Revision as of 19:55, 19 August 2017

KDE's vision is:

"A world in which everyone has control over their digital life and enjoys freedom and privacy."

Our Vision in Detail

Each part of the vision has been carefully chosen to convey our intent and scope:

A world: We are not doing this only for ourselves, our friends and family, our employer or customers, and we recognize no geographical barriers to our work. We want to change no less than the world we live in.

Everyone: The work should not just be for a small group of people. The fruits of our work should be available to all, without being restricted to materially, educationally or socially privileged people.

Control: KDE has always aimed to put people in control. We don't want to hand over control to anybody else. Not to some service providers, not to some hardware vendors, not to governments, not even to KDE. KDE wants to put you in the driver's seat.

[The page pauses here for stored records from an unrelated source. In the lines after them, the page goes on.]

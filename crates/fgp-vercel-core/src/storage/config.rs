//! Configuration file loading

use crate::{models::ClientConfig, Result};
use std::path::{Path, PathBuf};

pub struct ConfigStorage {
    config_dir: PathBuf,
}

impl ConfigStorage {
    pub fn new(config_dir: PathBuf) -> Self {
        Self { config_dir }
    }

    /// Storage rooted at the platform config directory
    pub fn default_location() -> Result<Self> {
        Ok(Self::new(super::get_config_dir()?))
    }

    pub fn config_path(&self) -> PathBuf {
        self.config_dir.join("config.json")
    }

    /// Load `config.json`, falling back to defaults when it is missing or
    /// blank. Nothing is written back.
    pub fn load(&self) -> Result<ClientConfig> {
        let config_path = self.config_path();
        if !config_path.exists() {
            return Ok(ClientConfig::default());
        }

        let config = Self::read(&config_path)?;
        config.validate()?;
        Ok(config)
    }

    fn read(path: &Path) -> Result<ClientConfig> {
        let content = std::fs::read_to_string(path)?;

        // Handle empty file case
        if content.trim().is_empty() {
            return Ok(ClientConfig::default());
        }

        Ok(serde_json::from_str(&content)?)
    }
}
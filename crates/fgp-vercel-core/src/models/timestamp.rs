//! Timestamps as the daemon reports them

use chrono::{DateTime, Utc};
use serde::{Deserialize, Serialize};
use std::fmt;

/// Either epoch milliseconds or a preformatted string
#[derive(Debug, Clone, PartialEq, Eq, Serialize, Deserialize)]
#[serde(untagged)]
pub enum Timestamp {
    Millis(i64),
    Text(String),
}

impl fmt::Display for Timestamp {
    fn fmt(&self, f: &mut fmt::Formatter<'_>) -> fmt::Result {
        match self {
            Timestamp::Millis(ms) => match DateTime::<Utc>::from_timestamp_millis(*ms) {
                Some(dt) => write!(f, "{}", dt.format("%Y-%m-%d %H:%M:%S UTC")),
                None => write!(f, "{}", ms),
            },
            Timestamp::Text(text) => f.write_str(text),
        }
    }
}
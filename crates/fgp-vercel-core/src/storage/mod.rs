pub mod config;

pub use config::ConfigStorage;

use crate::{Error, Result};
use std::path::PathBuf;

pub fn get_config_dir() -> Result<PathBuf> {
    dirs::config_dir()
        .map(|dir| dir.join("fgp-vercel"))
        .ok_or_else(|| Error::Config("Could not find config directory".to_string()))
}
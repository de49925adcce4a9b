pub mod error;
pub mod markers;
pub mod models;
pub mod protocol;
pub mod storage;

pub use error::{Error, Result};
pub use protocol::{Reply, Request, PROTOCOL_VERSION};
async fn run_client(
    source: SimSource,
    total_cycles: u32,
    seed: u64,
    sink: mpsc::Sender<SimEvent>,
    running: Arc<AtomicBool>,
    clock: Arc<dyn ClockSource>,
) {
    let atom_count = source.atom_count();
    let mut rng = StdRng::seed_from_u64(seed);
    let mut state = CycleState::new();

    for cycle in 1..=total_cycles {
        if !running.load(Ordering::SeqCst) {
            tracing::debug!(cycle, "stop flag observed at cycle boundary");
            let frame = build_frame(FrameStatus::Stopped, &state, 0.0, total_cycles);
            let _ = sink.send(SimEvent::Frame(frame)).await;
            return;
        }

        clock.sleep(Duration::from_millis(T_CYCLE_MS as u64)).await;

        state.cycle = cycle;
        state.code_distance = code_distance_for_cycle(cycle);

        let heating_jitter = rng.gen_range(0.9..1.1_f64);
        state.n_vib += BASE_HEATING_PER_CYCLE * heating_jitter;
        if state.n_vib > COOLING_TRIGGER_N_VIB {
            state.n_vib = COOLING_RESET_N_VIB;
        }

        state.fidelity *= 1.0 - FIDELITY_DECAY_COEFFICIENT * state.n_vib;

        if state.atoms_lost < atom_count && rng.gen::<f64>() < ATOM_LOSS_PROBABILITY {
            state.atoms_lost += 1;
        }

        let decoder_jitter = rng.gen_range(0.9..1.1_f64);
        let decoder = physics::decoder_latency(state.code_distance, state.decoder_queue, decoder_jitter, T_CYCLE_MS);
        state.decoder_queue = decoder.queue;

        tracing::trace!(
            cycle,
            n_vib = state.n_vib,
            fidelity = state.fidelity,
            decoder_backlog_ms = decoder.latency_ms,
            "cycle advanced"
        );

        let status = if cycle == total_cycles {
            FrameStatus::Completed
        } else {
            FrameStatus::Running
        };
        let frame = build_frame(status, &state, decoder.latency_ms, total_cycles);
        if sink.send(SimEvent::Frame(frame)).await.is_err() {
            tracing::debug!("telemetry sink closed; ending client task early");
            return;
        }
    }
}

Digital life: We want to allow people to control every aspect of their digital lives: Hardware, software, data, communication, everything. Of course, there is much more to life than the 'digital' part. While we all want freedom and control in the other parts too, influencing that is beyond KDE's scope, so we limit our vision to "digital life".

Freedom: We believe that freedom is a prerequisite to true control. Some may feel in control of a proprietary application as long as it obeys their commands, but without the freedom to make changes and share them, they are entirely reliant on the vendor's benevolence for this apparent 'control'.

Privacy: In a world where our privacy is increasingly threatened, we wanted to emphasize its importance. Freedom without the right to privacy is no freedom at all.